[Saved entries]

☆ ☆ ☆ ☆ ☆

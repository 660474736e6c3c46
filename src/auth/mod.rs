//! Authentication for the welltick API
//!
//! - `jwt` - HS256 bearer tokens naming the user in `sub`
//! - `password` - argon2id hashing of account passwords

pub mod jwt;
pub mod password;

pub use jwt::{extract_token_from_header, Claims, JwtValidator};
pub use password::{hash_password, verify_password};
use crate::application_impl::*;
use crate::application_port::*;
use crate::domain_port::*;
use crate::infra::http::build_client;
use crate::infra::*;
use crate::settings::Settings;
use anyhow::{Result, anyhow};
use std::sync::Arc;
use std::time::Duration;
use tracing::info;
use url::Url;

/// One authenticated application context: a session manager, its refresh
/// coordinator and the request gateway, all sharing the same session.
pub struct AuthClient {
    pub session: Arc<dyn SessionService>,
    pub coordinator: Arc<RefreshCoordinator>,
    pub gateway: Arc<AuthenticatedRequestGateway>,
}

impl AuthClient {
    pub fn try_new(settings: &Settings) -> Result<Self> {
        Url::parse(&settings.api.base)
            .map_err(|e| anyhow!("invalid api.base {:?}: {}", settings.api.base, e))?;

        let http = build_client(Duration::from_millis(settings.api.timeout_ms))?;

        let api: Arc<dyn AuthApi> = match settings.auth.backend.as_str() {
            "http" => Arc::new(HttpAuthApi::new(http.clone(), settings.api.base.clone())),
            "fake" => Arc::new(
                FakeAuthApi::new().with_account("demo@example.com", "demo", &["admin", "user"]),
            ),
            other => return Err(anyhow!("unknown auth backend: {other}")),
        };

        let store: Arc<dyn SessionStore> = match settings.session.backend.as_str() {
            "memory" => Arc::new(MemorySessionStore::new()),
            "file" => Arc::new(FileSessionStore::new(settings.session.path.clone())),
            other => return Err(anyhow!("unknown session backend: {other}")),
        };

        info!(
            api_base = %settings.api.base,
            auth = %settings.auth.backend,
            session = %settings.session.backend,
            "auth client configured"
        );

        Ok(Self::from_parts(
            http,
            &settings.api.base,
            api,
            store,
            Arc::new(LogNavigator),
            &settings.auth.sign_in_path,
        ))
    }

    pub fn from_parts(
        http: reqwest::Client,
        api_base: &str,
        api: Arc<dyn AuthApi>,
        store: Arc<dyn SessionStore>,
        navigator: Arc<dyn Navigator>,
        sign_in_path: &str,
    ) -> Self {
        let session: Arc<dyn SessionService> = Arc::new(AuthSessionManager::new(api, store));
        let coordinator = Arc::new(RefreshCoordinator::new(
            session.clone(),
            navigator.clone(),
            sign_in_path,
        ));
        let gateway = Arc::new(AuthenticatedRequestGateway::new(
            http,
            api_base,
            session.clone(),
            coordinator.clone(),
            navigator,
            sign_in_path,
        ));

        Self {
            session,
            coordinator,
            gateway,
        }
    }
}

☆ ☆ ☆ ☆ ☆

[What you need to do] With nothing left out, return each entry exactly.

[Response below]
repository 660474736e6c3c46
filename src/auth/mod.rs
//! Authentication for the welltick API
//!
//! - `jwt` - HS256 bearer tokens naming the user in `sub`
//! - `password` - argon2id hashing of account passwords

pub mod jwt;
pub mod password;

pub use jwt::{extract_token_from_header, Claims, JwtValidator};
pub use password::{hash_password, verify_password};
use crate::application_impl::*;
use crate::application_port::*;
use crate::domain_port::*;
use crate::infra::http::build_client;
use crate::infra::*;
use crate::settings::Settings;
use anyhow::{Result, anyhow};
use std::sync::Arc;
use std::time::Duration;
use tracing::info;
use url::Url;

/// One authenticated application context: a session manager, its refresh
/// coordinator and the request gateway, all sharing the same session.
pub struct AuthClient {
    pub session: Arc<dyn SessionService>,
    pub coordinator: Arc<RefreshCoordinator>,
    pub gateway: Arc<AuthenticatedRequestGateway>,
}

impl AuthClient {
    pub fn try_new(settings: &Settings) -> Result<Self> {
        Url::parse(&settings.api.base)
            .map_err(|e| anyhow!("invalid api.base {:?}: {}", settings.api.base, e))?;

        let http = build_client(Duration::from_millis(settings.api.timeout_ms))?;

        let api: Arc<dyn AuthApi> = match settings.auth.backend.as_str() {
            "http" => Arc::new(HttpAuthApi::new(http.clone(), settings.api.base.clone())),
            "fake" => Arc::new(
                FakeAuthApi::new().with_account("demo@example.com", "demo", &["admin", "user"]),
            ),
            other => return Err(anyhow!("unknown auth backend: {other}")),
        };

        let store: Arc<dyn SessionStore> = match settings.session.backend.as_str() {
            "memory" => Arc::new(MemorySessionStore::new()),
            "file" => Arc::new(FileSessionStore::new(settings.session.path.clone())),
            other => return Err(anyhow!("unknown session backend: {other}")),
        };

        info!(
            api_base = %settings.api.base,
            auth = %settings.auth.backend,
            session = %settings.session.backend,
            "auth client configured"
        );

        Ok(Self::from_parts(
            http,
            &settings.api.base,
            api,
            store,
            Arc::new(LogNavigator),
            &settings.auth.sign_in_path,
        ))
    }

    pub fn from_parts(
        http: reqwest::Client,
        api_base: &str,
        api: Arc<dyn AuthApi>,
        store: Arc<dyn SessionStore>,
        navigator: Arc<dyn Navigator>,
        sign_in_path: &str,
    ) -> Self {
        let session: Arc<dyn SessionService> = Arc::new(AuthSessionManager::new(api, store));
        let coordinator = Arc::new(RefreshCoordinator::new(
            session.clone(),
            navigator.clone(),
            sign_in_path,
        ));
        let gateway = Arc::new(AuthenticatedRequestGateway::new(
            http,
            api_base,
            session.clone(),
            coordinator.clone(),
            navigator,
            sign_in_path,
        ));

        Self {
            session,
            coordinator,
            gateway,
        }
    }
}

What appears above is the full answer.